At Appriss, security and integrity are not only important, but fundamental to the success of our business and essential in maintaining our clients’ trust. We are committed to excellence and believe that we owe our clients the assurance, from qualified, independent auditors, that our security controls are reviewed and tested annually, and that they meet or exceed industry best practices.
Appriss Safety operates the nation’s largest arrest data network. The only real-time network of state and local offender management systems in existence, it covers over 2,900 law enforcement and criminal justice agencies and over 100 million booking records in the United States. Given the sensitivity and breadth of its data, Appriss fully recognizes the importance of data security and utilizes the Criminal Justice Information Security (CJIS) Policy, as well as the Service Organization Controls (SOC) Trust Service Principles to guide its overall information security program.

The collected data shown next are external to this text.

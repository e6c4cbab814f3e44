//! Domain records and DTOs for projects and the documents they own.
//!
//! JSON field names follow the client wire format (`isTimeFlag`,
//! `imageURL`, `creatorId`, ...), hence the camelCase renames.

use serde::{Deserialize, Serialize};
use validator::Validate;

use crate::types::{DbId, Timestamp};

/// The world a project's story takes place in.
#[derive(Debug, Clone, PartialEq, Eq, Serialize, Deserialize, Validate)]
pub struct World {
    #[validate(length(min = 1))]
    pub title: String,
    #[validate(length(min = 1))]
    pub description: String,
}

/// A stored project with its plot and character references as bare ids.
#[derive(Debug, Clone, PartialEq, Eq, Serialize)]
#[serde(rename_all = "camelCase")]
pub struct Project {
    pub id: DbId,
    pub title: String,
    pub description: String,
    pub world: World,
    /// Plot ids in narrative order.
    pub plots: Vec<DbId>,
    /// Character ids in creation order.
    pub characters: Vec<DbId>,
    pub created_at: Timestamp,
}

/// A project with its plots and characters expanded into full records.
#[derive(Debug, Clone, Serialize)]
#[serde(rename_all = "camelCase")]
pub struct ProjectDetail {
    pub id: DbId,
    pub title: String,
    pub description: String,
    pub world: World,
    pub plots: Vec<Plot>,
    pub characters: Vec<Character>,
    pub created_at: Timestamp,
}

/// Validated input for inserting a project.
#[derive(Debug, Clone, Validate)]
pub struct NewProject {
    #[validate(length(min = 1))]
    pub title: String,
    #[validate(length(min = 1))]
    pub description: String,
    #[validate(nested)]
    pub world: World,
}

/// The two ordered id lists a project holds.
#[derive(Debug, Clone, Copy, PartialEq, Eq)]
pub enum ProjectList {
    Plots,
    Characters,
}

impl ProjectList {
    pub fn as_str(self) -> &'static str {
        match self {
            ProjectList::Plots => "plots",
            ProjectList::Characters => "characters",
        }
    }
}

#[derive(Debug, Clone, PartialEq, Eq, Serialize)]
#[serde(rename_all = "camelCase")]
pub struct User {
    pub id: DbId,
    pub username: String,
    /// Ids of the projects this user owns, oldest first.
    pub projects: Vec<DbId>,
    pub created_at: Timestamp,
}

impl User {
    pub fn owns(&self, project_id: DbId) -> bool {
        self.projects.contains(&project_id)
    }
}

#[derive(Debug, Clone, PartialEq, Eq, Serialize, Deserialize)]
pub struct Location {
    pub title: String,
    pub description: String,
    #[serde(rename = "imageURL")]
    pub image_url: String,
}

/// A plot card. Chapter cards carry `is_time_flag = true`.
#[derive(Debug, Clone, PartialEq, Eq, Serialize)]
#[serde(rename_all = "camelCase")]
pub struct Plot {
    pub id: DbId,
    pub is_time_flag: bool,
    pub situation: String,
    pub location: Location,
}

#[derive(Debug, Clone, PartialEq, Eq)]
pub struct NewPlot {
    pub is_time_flag: bool,
    pub situation: String,
    pub location: Location,
}

#[derive(Debug, Clone, PartialEq, Eq, Serialize)]
pub struct Character {
    pub id: DbId,
    pub name: String,
    pub role: String,
    pub sex: String,
    pub age: String,
    pub appearance: String,
    pub personality: String,
    pub etc: String,
    #[serde(rename = "imageURL")]
    pub image_url: String,
}

#[derive(Debug, Clone, PartialEq, Eq)]
pub struct NewCharacter {
    pub name: String,
    pub role: String,
    pub sex: String,
    pub age: String,
    pub appearance: String,
    pub personality: String,
    pub etc: String,
    pub image_url: String,
}

/// Body of `POST /projects`. Every field is optional at the wire level so
/// missing fields surface as a validation error rather than a decode error.
#[derive(Debug, Clone, Default, Deserialize)]
#[serde(rename_all = "camelCase")]
pub struct CreateProjectRequest {
    pub creator_id: Option<DbId>,
    pub title: Option<String>,
    pub description: Option<String>,
    pub world: Option<World>,
}

/// Body of `DELETE /projects`.
#[derive(Debug, Clone, Default, Deserialize)]
#[serde(rename_all = "camelCase")]
pub struct DeleteProjectRequest {
    pub project_id: Option<DbId>,
}

#[cfg(test)]
mod tests {
    use super::*;

    #[test]
    fn plot_serializes_with_wire_names() {
        let plot = Plot {
            id: 3,
            is_time_flag: true,
            situation: "s".into(),
            location: Location {
                title: "t".into(),
                description: "d".into(),
                image_url: "u".into(),
            },
        };
        let json = serde_json::to_value(&plot).unwrap();
        assert_eq!(json["isTimeFlag"], true);
        assert_eq!(json["location"]["imageURL"], "u");
    }

    #[test]
    fn create_request_reads_camel_case() {
        let req: CreateProjectRequest = serde_json::from_value(serde_json::json!({
            "creatorId": 9,
            "title": "Saga",
        }))
        .unwrap();
        assert_eq!(req.creator_id, Some(9));
        assert_eq!(req.title.as_deref(), Some("Saga"));
        assert!(req.description.is_none());
    }

    #[test]
    fn empty_world_title_fails_validation() {
        let new = NewProject {
            title: "a".into(),
            description: "b".into(),
            world: World {
                title: String::new(),
                description: "c".into(),
            },
        };
        assert!(new.validate().is_err());
    }
}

In July 2017, Appriss successfully completed the second and final SOC 2 examination—the SOC 2 Type 2. The SOC 2 Type 2 relates to the availability, integrity, and confidentiality principles defined by the American Institute of Public Accountants (AICPA). The SOC 2 Type 2 audit report is an internal controls report that captures how Appriss Safety safeguards customer data, how well those controls are designed, and how efficiently they are operating. The certification included independent testing of security controls related to Appriss-owned data centers, policies, people, and systems.
Additionally, the report includes a mapping to the CJIS Policy to ensure compliance with state and local government requirements.
“The security and integrity of customer data has always been a critical consideration for Appriss,” said Appriss’ Chief Security Officer, Shellie Nall. “Successful completion of our SOC 2 audit provides assurance of our ongoing commitment to deliver secure and compliant safety services to our customers.”
The SOC 2 examinations were performed by Coalfire, Inc., an independent cyber risk management and compliance consulting group.
Secure data… laying the foundation for #knowledgeforgood!